=== What needs to be done ===
Your answer should be the entries below, reproduced character for character.

________

//! Directional light
//!
//! The light is modelled as an orthographic "camera" placed at `position` and
//! looking along `direction`. Its view and projection define the light-space
//! transform shared by the depth pass and the shadow test.

use cgmath::{ortho, InnerSpace, Matrix4, Point3, Vector3};

use crate::config::LightConfig;
use crate::error::{RenderError, Result};
use crate::gfx::camera::camera_utils::OPENGL_TO_WGPU_MATRIX;

/// The orthographic box covered by the shadow map, in light view space
#[derive(Debug, Clone, Copy, PartialEq)]
pub struct OrthoVolume {
    pub left: f32,
    pub right: f32,
    pub bottom: f32,
    pub top: f32,
    pub near: f32,
    pub far: f32,
}

impl Default for OrthoVolume {
    fn default() -> Self {
        Self {
            left: -100.0,
            right: 100.0,
            bottom: -100.0,
            top: 100.0,
            near: 0.1,
            far: 1000.0,
        }
    }
}

/// Shading terms of the directional light. Colours are linear RGB in [0, 1].
#[derive(Debug, Clone, Copy, PartialEq)]
pub struct DirectionalLightParams {
    pub direction: [f32; 3],
    pub ambient: [f32; 3],
    pub diffuse: [f32; 3],
    pub specular: [f32; 3],
    pub color: [f32; 3],
}

impl Default for DirectionalLightParams {
    fn default() -> Self {
        Self {
            direction: [0.0, -1.0, 0.0],
            ambient: [0.2; 3],
            diffuse: [0.5; 3],
            specular: [1.0; 3],
            color: [1.0; 3],
        }
    }
}

impl DirectionalLightParams {
    pub fn validate(&self) -> Result<()> {
        let direction = Vector3::from(self.direction);
        if !direction.x.is_finite()
            || !direction.y.is_finite()
            || !direction.z.is_finite()
            || direction.magnitude2() == 0.0
        {
            return Err(RenderError::InvalidLightParams(format!(
                "direction must be a finite, non-zero vector, got {:?}",
                self.direction
            )));
        }

        for (name, value) in [
            ("ambient", self.ambient),
            ("diffuse", self.diffuse),
            ("specular", self.specular),
            ("color", self.color),
        ] {
            if value.iter().any(|c| !(0.0..=1.0).contains(c)) {
                return Err(RenderError::InvalidLightParams(format!(
                    "{} must lie in [0, 1], got {:?}",
                    name, value
                )));
            }
        }

        Ok(())
    }
}

#[derive(Debug, Clone, Copy, PartialEq)]
pub struct DirectionalLight {
    position: Point3<f32>,
    direction: Vector3<f32>,
    volume: OrthoVolume,
    params: DirectionalLightParams,
}

impl DirectionalLight {
    /// `direction` is normalised; shading parameters start at their defaults
    /// with the same direction.
    pub fn new(position: Point3<f32>, direction: Vector3<f32>, volume: OrthoVolume) -> Self {
        let direction = direction.normalize();
        Self {
            position,
            direction,
            volume,
            params: DirectionalLightParams {
                direction: direction.into(),
                ..Default::default()
            },
        }
    }

    pub fn from_config(config: &LightConfig) -> Self {
        Self::new(
            Point3::from(config.position),
            Vector3::from(config.direction),
            config.volume,
        )
        .with_params(config.params)
    }

    pub fn with_params(mut self, params: DirectionalLightParams) -> Self {
        self.params = params;
        self
    }

    pub fn position(&self) -> Point3<f32> {
        self.position
    }

    pub fn direction(&self) -> Vector3<f32> {
        self.direction
    }

    pub fn volume(&self) -> &OrthoVolume {
        &self.volume
    }

    pub fn params(&self) -> &DirectionalLightParams {
        &self.params
    }

    pub fn view_matrix(&self) -> Matrix4<f32> {
        // World up is degenerate for lights pointing straight up or down
        let up = if self.direction.y.abs() > 0.999 {
            Vector3::unit_z()
        } else {
            Vector3::unit_y()
        };
        Matrix4::look_at_rh(self.position, self.position + self.direction, up)
    }

    pub fn projection_matrix(&self) -> Matrix4<f32> {
        let v = &self.volume;
        OPENGL_TO_WGPU_MATRIX * ortho(v.left, v.right, v.bottom, v.top, v.near, v.far)
    }

    /// Light projection x light view
    pub fn light_space_matrix(&self) -> Matrix4<f32> {
        self.projection_matrix() * self.view_matrix()
    }
}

________

=== Task answer ===
//! Directional light
//!
//! The light is modelled as an orthographic "camera" placed at `position` and
//! looking along `direction`. Its view and projection define the light-space
//! transform shared by the depth pass and the shadow test.

use cgmath::{ortho, InnerSpace, Matrix4, Point3, Vector3};

use crate::config::LightConfig;
use crate::error::{RenderError, Result};
use crate::gfx::camera::camera_utils::OPENGL_TO_WGPU_MATRIX;

/// The orthographic box covered by the shadow map, in light view space
#[derive(Debug, Clone, Copy, PartialEq)]
pub struct OrthoVolume {
    pub left: f32,
    pub right: f32,
    pub bottom: f32,
    pub top: f32,
    pub near: f32,
    pub far: f32,
}

impl Default for OrthoVolume {
    fn default() -> Self {
        Self {
            left: -100.0,
            right: 100.0,
            bottom: -100.0,
            top: 100.0,
            near: 0.1,
            far: 1000.0,
        }
    }
}

/// Shading terms of the directional light. Colours are linear RGB in [0, 1].
#[derive(Debug, Clone, Copy, PartialEq)]
pub struct DirectionalLightParams {
    pub direction: [f32; 3],
    pub ambient: [f32; 3],
    pub diffuse: [f32; 3],
    pub specular: [f32; 3],
    pub color: [f32; 3],
}

impl Default for DirectionalLightParams {
    fn default() -> Self {
        Self {
            direction: [0.0, -1.0, 0.0],
            ambient: [0.2; 3],
            diffuse: [0.5; 3],
            specular: [1.0; 3],
            color: [1.0; 3],
        }
    }
}

impl DirectionalLightParams {
    pub fn validate(&self) -> Result<()> {
        let direction = Vector3::from(self.direction);
        if !direction.x.is_finite()
            || !direction.y.is_finite()
            || !direction.z.is_finite()
            || direction.magnitude2() == 0.0
        {
            return Err(RenderError::InvalidLightParams(format!(
                "direction must be a finite, non-zero vector, got {:?}",
                self.direction
            )));
        }

        for (name, value) in [
            ("ambient", self.ambient),
            ("diffuse", self.diffuse),
            ("specular", self.specular),
            ("color", self.color),
        ] {
            if value.iter().any(|c| !(0.0..=1.0).contains(c)) {
                return Err(RenderError::InvalidLightParams(format!(
                    "{} must lie in [0, 1], got {:?}",
                    name, value
                )));
            }
        }

        Ok(())
    }
}

#[derive(Debug, Clone, Copy, PartialEq)]
pub struct DirectionalLight {
    position: Point3<f32>,
    direction: Vector3<f32>,
    volume: OrthoVolume,
    params: DirectionalLightParams,
}

impl DirectionalLight {
    /// `direction` is normalised; shading parameters start at their defaults
    /// with the same direction.
    pub fn new(position: Point3<f32>, direction: Vector3<f32>, volume: OrthoVolume) -> Self {
        let direction = direction.normalize();
        Self {
            position,
            direction,
            volume,
            params: DirectionalLightParams {
                direction: direction.into(),
                ..Default::default()
            },
        }
    }

    pub fn from_config(config: &LightConfig) -> Self {
        Self::new(
            Point3::from(config.position),
            Vector3::from(config.direction),
            config.volume,
        )
        .with_params(config.params)
    }

    pub fn with_params(mut self, params: DirectionalLightParams) -> Self {
        self.params = params;
        self
    }

    pub fn position(&self) -> Point3<f32> {
        self.position
    }

    pub fn direction(&self) -> Vector3<f32> {
        self.direction
    }

    pub fn volume(&self) -> &OrthoVolume {
        &self.volume
    }

    pub fn params(&self) -> &DirectionalLightParams {
        &self.params
    }

    pub fn view_matrix(&self) -> Matrix4<f32> {
        // World up is degenerate for lights pointing straight up or down
        let up = if self.direction.y.abs() > 0.999 {
            Vector3::unit_z()
        } else {
            Vector3::unit_y()
        };
        Matrix4::look_at_rh(self.position, self.position + self.direction, up)
    }

    pub fn projection_matrix(&self) -> Matrix4<f32> {
        let v = &self.volume;
        OPENGL_TO_WGPU_MATRIX * ortho(v.left, v.right, v.bottom, v.top, v.near, v.far)
    }

    /// Light projection x light view
    pub fn light_space_matrix(&self) -> Matrix4<f32> {
        self.projection_matrix() * self.view_matrix()
    }
}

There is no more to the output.